Generalization capabilities are tested through cross-lingual and cross-dataset experiments. For cross-lingual investigations, XLM-R, a robust multilingual PLM, is employed to probe metaphorical understanding across languages. For cross-dataset analysis, the transferability of metaphoric knowledge is evaluated by training and testing on different metaphor datasets.

Key Findings

  1. Encoding of Metaphorical Knowledge: The study confirms that PLMs do encapsulate metaphorical knowledge, with a notable concentration in the middle layers. This finding aligns well with the hypothesis that initial layers capture lexical semantics and later layers encode sentence-level understanding.
  2. Cross-lingual Transferability: Results show significant transferability of metaphorical representations across languages using XLM-R, demonstrating the potential effectiveness of multilingual PLMs in capturing language-universal metaphorical knowledge.
  3. Cross-dataset Generalization: While PLMs exhibit some level of generalization across datasets, this capability is substantially lower than cross-lingual generalization. The differences in dataset annotations and metaphorical definitions likely contribute to this limitation.

Implications and Future Directions

The implications of this research are twofold.

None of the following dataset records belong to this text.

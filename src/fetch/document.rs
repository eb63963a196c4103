//! A fetched HTML page plus the edits made to it since it was loaded.
//!
//! The page is parsed once when it is loaded and the tree is never mutated,
//! so node ids stay valid for the lifetime of the page. Edits live in an
//! overlay keyed by node id and are applied when the page is read back.
//! Selectors match against the document as fetched.

use super::FetchError;
use ego_tree::NodeId;
use reqwest::Method;
use scraper::{ElementRef, Html, Node, Selector};
use std::collections::{BTreeMap, HashMap};
use url::Url;

const VOID_ELEMENTS: &[&str] = &[
    "area", "base", "br", "col", "embed", "hr", "img", "input", "link", "meta", "param", "source",
    "track", "wbr",
];

#[derive(Debug, Clone, Default)]
struct NodeEdit {
    /// `None` removes the attribute.
    attributes: BTreeMap<String, Option<String>>,
    /// Replaces every child of the node.
    text: Option<String>,
}

#[derive(Debug, Clone)]
pub struct StaticPage {
    url: Url,
    html: Html,
    generation: u64,
    edits: HashMap<NodeId, NodeEdit>,
}

/// What submitting a form would send.
#[derive(Debug, Clone, PartialEq, Eq)]
pub struct FormSubmission {
    pub method: Method,
    pub action: Url,
    pub fields: Vec<(String, String)>,
}

impl StaticPage {
    pub fn new(url: Url, source: String, generation: u64) -> Self {
        Self {
            url,
            html: Html::parse_document(&source),
            generation,
            edits: HashMap::new(),
        }
    }

    pub fn url(&self) -> &Url {
        &self.url
    }

    pub fn generation(&self) -> u64 {
        self.generation
    }

    /// The same page as a fresh document: new generation, no edits.
    pub fn reloaded(&self, generation: u64) -> Self {
        Self {
            url: self.url.clone(),
            html: self.html.clone(),
            generation,
            edits: HashMap::new(),
        }
    }

    fn element<'a>(&self, html: &'a Html, target: Option<NodeId>) -> Result<ElementRef<'a>, FetchError> {
        match target {
            None => Ok(html.root_element()),
            Some(id) => html
                .tree
                .get(id)
                .and_then(ElementRef::wrap)
                .ok_or_else(|| FetchError::Stale(format!("node {id:?} is not an element of this page"))),
        }
    }

    /// Whether `id` is a node of this page that has not been replaced by a
    /// text edit on one of its ancestors.
    pub fn is_attached(&self, id: NodeId) -> bool {
        let html = &self.html;
        html.tree.get(id).is_some_and(|node| {
            !node
                .ancestors()
                .any(|ancestor| self.text_edit(ancestor.id()).is_some())
        })
    }

    fn text_edit(&self, id: NodeId) -> Option<&str> {
        self.edits.get(&id).and_then(|edit| edit.text.as_deref())
    }

    pub fn search(
        &self,
        scope: Option<NodeId>,
        selector: &str,
        limit: Option<usize>,
    ) -> Result<Vec<NodeId>, FetchError> {
        let parsed = Selector::parse(selector)
            .map_err(|e| FetchError::InvalidSelector(format!("'{selector}': {e:?}")))?;
        let html = &self.html;
        let candidates: Box<dyn Iterator<Item = ElementRef<'_>> + '_> = match scope {
            None => Box::new(html.select(&parsed)),
            Some(id) => {
                let scope = self.element(html, Some(id))?;
                Box::new(scope.select(&parsed).filter(move |found| found.id() != id))
            }
        };
        let found = candidates
            .filter(|found| {
                !found
                    .ancestors()
                    .any(|ancestor| self.text_edit(ancestor.id()).is_some())
            })
            .map(|found| found.id());
        Ok(match limit {
            Some(limit) => found.take(limit).collect(),
            None => found.collect(),
        })
    }

    pub fn title(&self) -> String {
        let Ok(selector) = Selector::parse("title") else {
            return String::new();
        };
        let html = &self.html;
        let title = html.select(&selector).next().map(|title| self.text_of(*title));
        title.map(|title| title.trim().to_string()).unwrap_or_default()
    }

    pub fn tag(&self, target: Option<NodeId>) -> Result<String, FetchError> {
        let html = &self.html;
        Ok(self.element(html, target)?.value().name().to_string())
    }

    pub fn text(&self, target: Option<NodeId>) -> Result<String, FetchError> {
        let html = &self.html;
        let element = self.element(html, target)?;
        Ok(self.text_of(*element))
    }

    pub fn html(&self, target: Option<NodeId>) -> Result<String, FetchError> {
        let html = &self.html;
        if self.edits.is_empty() {
            return match target {
                None => Ok(html.html()),
                Some(_) => Ok(self.element(html, target)?.html()),
            };
        }
        let mut out = String::new();
        match target {
            None => self.render(html.tree.root(), &mut out),
            Some(_) => self.render(*self.element(html, target)?, &mut out),
        }
        Ok(out)
    }

    pub fn attribute(&self, target: Option<NodeId>, name: &str) -> Result<Option<String>, FetchError> {
        let html = &self.html;
        let element = self.element(html, target)?;
        if let Some(edited) = self
            .edits
            .get(&element.id())
            .and_then(|edit| edit.attributes.get(name))
        {
            return Ok(edited.clone());
        }
        Ok(element.value().attr(name).map(str::to_string))
    }

    pub fn set_attribute(
        &mut self,
        target: Option<NodeId>,
        name: &str,
        value: Option<&str>,
    ) -> Result<(), FetchError> {
        let id = self.element(&self.html, target)?.id();
        self.edits
            .entry(id)
            .or_default()
            .attributes
            .insert(name.to_string(), value.map(str::to_string));
        Ok(())
    }

    /// Replaces the text of the element. Inputs keep their text in `value`.
    pub fn set_text(&mut self, target: Option<NodeId>, value: &str) -> Result<(), FetchError> {
        let (id, is_input) = {
            let html = &self.html;
            let element = self.element(html, target)?;
            (element.id(), element.value().name() == "input")
        };
        let edit = self.edits.entry(id).or_default();
        if is_input {
            edit.attributes.insert("value".to_string(), Some(value.to_string()));
        } else {
            edit.text = Some(value.to_string());
        }
        Ok(())
    }

    /// Fields and target of the form that `target` is, or belongs to.
    pub fn form_submission(&self, target: Option<NodeId>) -> Result<FormSubmission, FetchError> {
        let html = &self.html;
        let element = self.element(html, target)?;
        let form = std::iter::once(*element)
            .chain(element.ancestors())
            .filter_map(ElementRef::wrap)
            .find(|candidate| candidate.value().name() == "form")
            .ok_or_else(|| FetchError::InvalidTarget("element is not inside a form".to_string()))?;

        let form_attr = |name: &str| self.effective_attr(form, name);
        let action = match form_attr("action").filter(|action| !action.trim().is_empty()) {
            Some(action) => self
                .url
                .join(action.trim())
                .map_err(|e| FetchError::InvalidTarget(format!("invalid form action '{action}': {e}")))?,
            None => self.url.clone(),
        };
        let method = match form_attr("method") {
            Some(method) if method.eq_ignore_ascii_case("post") => Method::POST,
            _ => Method::GET,
        };

        let mut fields = Vec::new();
        for field in form.descendants().filter_map(ElementRef::wrap) {
            let Some(name) = self.effective_attr(field, "name") else {
                continue;
            };
            if self.effective_attr(field, "disabled").is_some() {
                continue;
            }
            let value = match field.value().name() {
                "input" => {
                    let kind = self
                        .effective_attr(field, "type")
                        .unwrap_or_else(|| "text".to_string())
                        .to_ascii_lowercase();
                    match kind.as_str() {
                        "submit" | "button" | "image" | "reset" | "file" => continue,
                        "checkbox" | "radio" => {
                            if self.effective_attr(field, "checked").is_none() {
                                continue;
                            }
                            self.effective_attr(field, "value").unwrap_or_else(|| "on".to_string())
                        }
                        _ => self.effective_attr(field, "value").unwrap_or_default(),
                    }
                }
                "textarea" => self.text_of(*field),
                "select" => {
                    let options: Vec<ElementRef<'_>> = field
                        .descendants()
                        .filter_map(ElementRef::wrap)
                        .filter(|option| option.value().name() == "option")
                        .collect();
                    let Some(chosen) = options
                        .iter()
                        .find(|option| self.effective_attr(**option, "selected").is_some())
                        .or_else(|| options.first())
                    else {
                        continue;
                    };
                    self.effective_attr(*chosen, "value")
                        .unwrap_or_else(|| self.text_of(**chosen).trim().to_string())
                }
                _ => continue,
            };
            fields.push((name, value));
        }

        Ok(FormSubmission {
            method,
            action,
            fields,
        })
    }

    fn effective_attr(&self, element: ElementRef<'_>, name: &str) -> Option<String> {
        match self
            .edits
            .get(&element.id())
            .and_then(|edit| edit.attributes.get(name))
        {
            Some(edited) => edited.clone(),
            None => element.value().attr(name).map(str::to_string),
        }
    }

    fn text_of(&self, node: ego_tree::NodeRef<'_, Node>) -> String {
        let mut out = String::new();
        self.collect_text(node, &mut out);
        out
    }

    fn collect_text(&self, node: ego_tree::NodeRef<'_, Node>, out: &mut String) {
        if let Some(text) = self.text_edit(node.id()) {
            out.push_str(text);
            return;
        }
        for child in node.children() {
            match child.value() {
                Node::Text(text) => out.push_str(text),
                Node::Element(_) => self.collect_text(child, out),
                _ => {}
            }
        }
    }

    fn render(&self, node: ego_tree::NodeRef<'_, Node>, out: &mut String) {
        match node.value() {
            Node::Document | Node::Fragment => {
                for child in node.children() {
                    self.render(child, out);
                }
            }
            Node::Doctype(doctype) => {
                out.push_str("<!DOCTYPE ");
                out.push_str(doctype.name());
                out.push('>');
            }
            Node::Comment(comment) => {
                out.push_str("<!--");
                out.push_str(comment);
                out.push_str("-->");
            }
            Node::Text(text) => {
                let raw = node
                    .parent()
                    .and_then(|parent| parent.value().as_element().map(|el| el.name()))
                    .is_some_and(|name| matches!(name, "script" | "style"));
                if raw {
                    out.push_str(text);
                } else {
                    escape_into(text, false, out);
                }
            }
            Node::Element(element) => {
                let name = element.name();
                out.push('<');
                out.push_str(name);

                let mut attributes: Vec<(String, String)> = element
                    .attrs()
                    .map(|(key, value)| (key.to_string(), value.to_string()))
                    .collect();
                if let Some(edit) = self.edits.get(&node.id()) {
                    for (key, value) in &edit.attributes {
                        let existing = attributes.iter().position(|(k, _)| k == key);
                        match (existing, value) {
                            (Some(index), Some(value)) => attributes[index].1 = value.clone(),
                            (None, Some(value)) => attributes.push((key.clone(), value.clone())),
                            (Some(index), None) => {
                                attributes.remove(index);
                            }
                            (None, None) => {}
                        }
                    }
                }
                for (key, value) in &attributes {
                    out.push(' ');
                    out.push_str(key);
                    out.push_str("=\"");
                    escape_into(value, true, out);
                    out.push('"');
                }
                out.push('>');

                if VOID_ELEMENTS.contains(&name) {
                    return;
                }
                match self.text_edit(node.id()) {
                    Some(text) => escape_into(text, false, out),
                    None => {
                        for child in node.children() {
                            self.render(child, out);
                        }
                    }
                }
                out.push_str("</");
                out.push_str(name);
                out.push('>');
            }
            _ => {}
        }
    }
}

fn escape_into(text: &str, attribute: bool, out: &mut String) {
    for c in text.chars() {
        match c {
            '&' => out.push_str("&amp;"),
            '<' if !attribute => out.push_str("&lt;"),
            '>' if !attribute => out.push_str("&gt;"),
            '"' if attribute => out.push_str("&quot;"),
            '\u{a0}' => out.push_str("&nbsp;"),
            c => out.push(c),
        }
    }
}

Practically, the demonstrated ability of PLMs to encode and transfer metaphorical knowledge suggests an enhanced toolkit for developers in NLP applications, contributing to improved machine translation and sentiment analysis systems that can handle metaphorical language more adeptly. Theoretically, the findings support linguistic theories underlying metaphor processing and offer pathways to align PLM training with cognitive models of language understanding.

Future research could explore optimizing model architectures for metaphor detection, exploring how figurative language handling impacts PLM-based text generation systems. Additionally, cross-cultural studies could enrich understanding around the universality and variability of metaphors in human cognition and language use, leveraging the multilingual nature of large-scale PLMs. Such investigations could extend the knowledge frontier at the intersection of NLP and cognitive linguistics, propelling advancements in both domains.